Stored items:
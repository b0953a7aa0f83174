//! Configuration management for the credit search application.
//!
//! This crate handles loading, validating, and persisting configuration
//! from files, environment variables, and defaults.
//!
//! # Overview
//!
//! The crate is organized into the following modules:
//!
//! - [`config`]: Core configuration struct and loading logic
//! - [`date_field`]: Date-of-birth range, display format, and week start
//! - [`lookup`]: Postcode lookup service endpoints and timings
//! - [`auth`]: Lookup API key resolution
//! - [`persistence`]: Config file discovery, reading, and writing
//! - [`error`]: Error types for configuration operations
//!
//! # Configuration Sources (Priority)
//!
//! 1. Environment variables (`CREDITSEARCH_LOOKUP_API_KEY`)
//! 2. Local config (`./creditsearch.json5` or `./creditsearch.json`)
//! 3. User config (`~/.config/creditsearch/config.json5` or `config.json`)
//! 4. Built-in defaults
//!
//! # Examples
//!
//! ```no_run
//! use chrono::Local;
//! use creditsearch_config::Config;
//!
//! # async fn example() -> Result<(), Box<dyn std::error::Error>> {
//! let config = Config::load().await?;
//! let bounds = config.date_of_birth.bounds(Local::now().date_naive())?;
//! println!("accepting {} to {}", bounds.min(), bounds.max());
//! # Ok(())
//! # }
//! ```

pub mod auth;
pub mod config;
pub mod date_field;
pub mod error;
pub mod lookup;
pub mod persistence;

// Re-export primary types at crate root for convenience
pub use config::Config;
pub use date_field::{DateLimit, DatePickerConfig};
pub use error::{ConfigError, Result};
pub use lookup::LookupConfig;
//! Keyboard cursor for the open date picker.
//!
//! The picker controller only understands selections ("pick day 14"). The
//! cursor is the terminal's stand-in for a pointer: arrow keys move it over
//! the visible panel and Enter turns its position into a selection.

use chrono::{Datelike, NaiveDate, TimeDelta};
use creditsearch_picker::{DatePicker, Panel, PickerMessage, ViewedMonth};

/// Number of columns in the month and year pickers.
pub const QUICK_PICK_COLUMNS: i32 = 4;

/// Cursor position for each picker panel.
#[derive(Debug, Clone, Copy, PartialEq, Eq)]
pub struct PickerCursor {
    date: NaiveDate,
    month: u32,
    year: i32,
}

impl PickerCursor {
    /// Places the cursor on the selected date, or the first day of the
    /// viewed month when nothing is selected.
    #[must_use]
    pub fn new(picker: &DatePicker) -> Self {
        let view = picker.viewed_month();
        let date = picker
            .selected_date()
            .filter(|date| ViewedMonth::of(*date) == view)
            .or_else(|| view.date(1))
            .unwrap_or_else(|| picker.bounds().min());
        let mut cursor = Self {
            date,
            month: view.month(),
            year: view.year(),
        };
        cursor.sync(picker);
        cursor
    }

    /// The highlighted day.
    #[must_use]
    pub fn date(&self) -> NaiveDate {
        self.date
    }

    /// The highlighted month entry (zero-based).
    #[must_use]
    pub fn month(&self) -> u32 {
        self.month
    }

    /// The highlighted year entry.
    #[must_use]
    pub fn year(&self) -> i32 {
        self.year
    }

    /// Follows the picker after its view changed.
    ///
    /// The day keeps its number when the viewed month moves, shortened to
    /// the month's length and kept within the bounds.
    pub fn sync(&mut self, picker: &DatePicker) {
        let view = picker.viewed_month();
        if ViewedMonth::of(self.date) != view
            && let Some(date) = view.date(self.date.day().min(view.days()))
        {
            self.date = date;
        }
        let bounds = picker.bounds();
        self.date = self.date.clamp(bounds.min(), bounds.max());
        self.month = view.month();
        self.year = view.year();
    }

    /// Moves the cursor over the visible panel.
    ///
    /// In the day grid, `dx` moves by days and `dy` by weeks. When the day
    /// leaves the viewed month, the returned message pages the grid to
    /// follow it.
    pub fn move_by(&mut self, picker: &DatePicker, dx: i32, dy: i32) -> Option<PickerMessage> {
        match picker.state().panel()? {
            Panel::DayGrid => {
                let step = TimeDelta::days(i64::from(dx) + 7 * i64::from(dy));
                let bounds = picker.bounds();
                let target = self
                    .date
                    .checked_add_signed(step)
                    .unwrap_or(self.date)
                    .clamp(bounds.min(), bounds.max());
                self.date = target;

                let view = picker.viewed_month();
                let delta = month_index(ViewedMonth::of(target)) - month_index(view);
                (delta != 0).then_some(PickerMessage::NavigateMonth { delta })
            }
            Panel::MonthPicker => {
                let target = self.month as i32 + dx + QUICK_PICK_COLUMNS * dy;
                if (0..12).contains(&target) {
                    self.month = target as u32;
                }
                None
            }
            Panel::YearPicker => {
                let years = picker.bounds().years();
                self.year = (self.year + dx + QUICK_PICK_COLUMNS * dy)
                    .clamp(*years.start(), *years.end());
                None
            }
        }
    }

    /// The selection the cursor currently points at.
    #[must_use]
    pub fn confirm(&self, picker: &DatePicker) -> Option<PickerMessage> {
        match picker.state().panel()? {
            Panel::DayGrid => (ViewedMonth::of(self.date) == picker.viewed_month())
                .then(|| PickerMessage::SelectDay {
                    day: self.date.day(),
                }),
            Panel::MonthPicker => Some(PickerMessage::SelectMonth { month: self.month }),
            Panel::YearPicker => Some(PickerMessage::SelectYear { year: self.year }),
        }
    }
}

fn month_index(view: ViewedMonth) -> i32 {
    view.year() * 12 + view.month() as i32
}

- PROBLEM REQUIREMENTS
The entries above are to be output exactly as they appear.

- THE COMPLETED TASK
repository b0953a7aa0f83174
//! Configuration management for the credit search application.
//!
//! This crate handles loading, validating, and persisting configuration
//! from files, environment variables, and defaults.
//!
//! # Overview
//!
//! The crate is organized into the following modules:
//!
//! - [`config`]: Core configuration struct and loading logic
//! - [`date_field`]: Date-of-birth range, display format, and week start
//! - [`lookup`]: Postcode lookup service endpoints and timings
//! - [`auth`]: Lookup API key resolution
//! - [`persistence`]: Config file discovery, reading, and writing
//! - [`error`]: Error types for configuration operations
//!
//! # Configuration Sources (Priority)
//!
//! 1. Environment variables (`CREDITSEARCH_LOOKUP_API_KEY`)
//! 2. Local config (`./creditsearch.json5` or `./creditsearch.json`)
//! 3. User config (`~/.config/creditsearch/config.json5` or `config.json`)
//! 4. Built-in defaults
//!
//! # Examples
//!
//! ```no_run
//! use chrono::Local;
//! use creditsearch_config::Config;
//!
//! # async fn example() -> Result<(), Box<dyn std::error::Error>> {
//! let config = Config::load().await?;
//! let bounds = config.date_of_birth.bounds(Local::now().date_naive())?;
//! println!("accepting {} to {}", bounds.min(), bounds.max());
//! # Ok(())
//! # }
//! ```

pub mod auth;
pub mod config;
pub mod date_field;
pub mod error;
pub mod lookup;
pub mod persistence;

// Re-export primary types at crate root for convenience
pub use config::Config;
pub use date_field::{DateLimit, DatePickerConfig};
pub use error::{ConfigError, Result};
pub use lookup::LookupConfig;
//! Keyboard cursor for the open date picker.
//!
//! The picker controller only understands selections ("pick day 14"). The
//! cursor is the terminal's stand-in for a pointer: arrow keys move it over
//! the visible panel and Enter turns its position into a selection.

use chrono::{Datelike, NaiveDate, TimeDelta};
use creditsearch_picker::{DatePicker, Panel, PickerMessage, ViewedMonth};

/// Number of columns in the month and year pickers.
pub const QUICK_PICK_COLUMNS: i32 = 4;

/// Cursor position for each picker panel.
#[derive(Debug, Clone, Copy, PartialEq, Eq)]
pub struct PickerCursor {
    date: NaiveDate,
    month: u32,
    year: i32,
}

impl PickerCursor {
    /// Places the cursor on the selected date, or the first day of the
    /// viewed month when nothing is selected.
    #[must_use]
    pub fn new(picker: &DatePicker) -> Self {
        let view = picker.viewed_month();
        let date = picker
            .selected_date()
            .filter(|date| ViewedMonth::of(*date) == view)
            .or_else(|| view.date(1))
            .unwrap_or_else(|| picker.bounds().min());
        let mut cursor = Self {
            date,
            month: view.month(),
            year: view.year(),
        };
        cursor.sync(picker);
        cursor
    }

    /// The highlighted day.
    #[must_use]
    pub fn date(&self) -> NaiveDate {
        self.date
    }

    /// The highlighted month entry (zero-based).
    #[must_use]
    pub fn month(&self) -> u32 {
        self.month
    }

    /// The highlighted year entry.
    #[must_use]
    pub fn year(&self) -> i32 {
        self.year
    }

    /// Follows the picker after its view changed.
    ///
    /// The day keeps its number when the viewed month moves, shortened to
    /// the month's length and kept within the bounds.
    pub fn sync(&mut self, picker: &DatePicker) {
        let view = picker.viewed_month();
        if ViewedMonth::of(self.date) != view
            && let Some(date) = view.date(self.date.day().min(view.days()))
        {
            self.date = date;
        }
        let bounds = picker.bounds();
        self.date = self.date.clamp(bounds.min(), bounds.max());
        self.month = view.month();
        self.year = view.year();
    }

    /// Moves the cursor over the visible panel.
    ///
    /// In the day grid, `dx` moves by days and `dy` by weeks. When the day
    /// leaves the viewed month, the returned message pages the grid to
    /// follow it.
    pub fn move_by(&mut self, picker: &DatePicker, dx: i32, dy: i32) -> Option<PickerMessage> {
        match picker.state().panel()? {
            Panel::DayGrid => {
                let step = TimeDelta::days(i64::from(dx) + 7 * i64::from(dy));
                let bounds = picker.bounds();
                let target = self
                    .date
                    .checked_add_signed(step)
                    .unwrap_or(self.date)
                    .clamp(bounds.min(), bounds.max());
                self.date = target;

                let view = picker.viewed_month();
                let delta = month_index(ViewedMonth::of(target)) - month_index(view);
                (delta != 0).then_some(PickerMessage::NavigateMonth { delta })
            }
            Panel::MonthPicker => {
                let target = self.month as i32 + dx + QUICK_PICK_COLUMNS * dy;
                if (0..12).contains(&target) {
                    self.month = target as u32;
                }
                None
            }
            Panel::YearPicker => {
                let years = picker.bounds().years();
                self.year = (self.year + dx + QUICK_PICK_COLUMNS * dy)
                    .clamp(*years.start(), *years.end());
                None
            }
        }
    }

    /// The selection the cursor currently points at.
    #[must_use]
    pub fn confirm(&self, picker: &DatePicker) -> Option<PickerMessage> {
        match picker.state().panel()? {
            Panel::DayGrid => (ViewedMonth::of(self.date) == picker.viewed_month())
                .then(|| PickerMessage::SelectDay {
                    day: self.date.day(),
                }),
            Panel::MonthPicker => Some(PickerMessage::SelectMonth { month: self.month }),
            Panel::YearPicker => Some(PickerMessage::SelectYear { year: self.year }),
        }
    }
}

fn month_index(view: ViewedMonth) -> i32 {
    view.year() * 12 + view.month() as i32
}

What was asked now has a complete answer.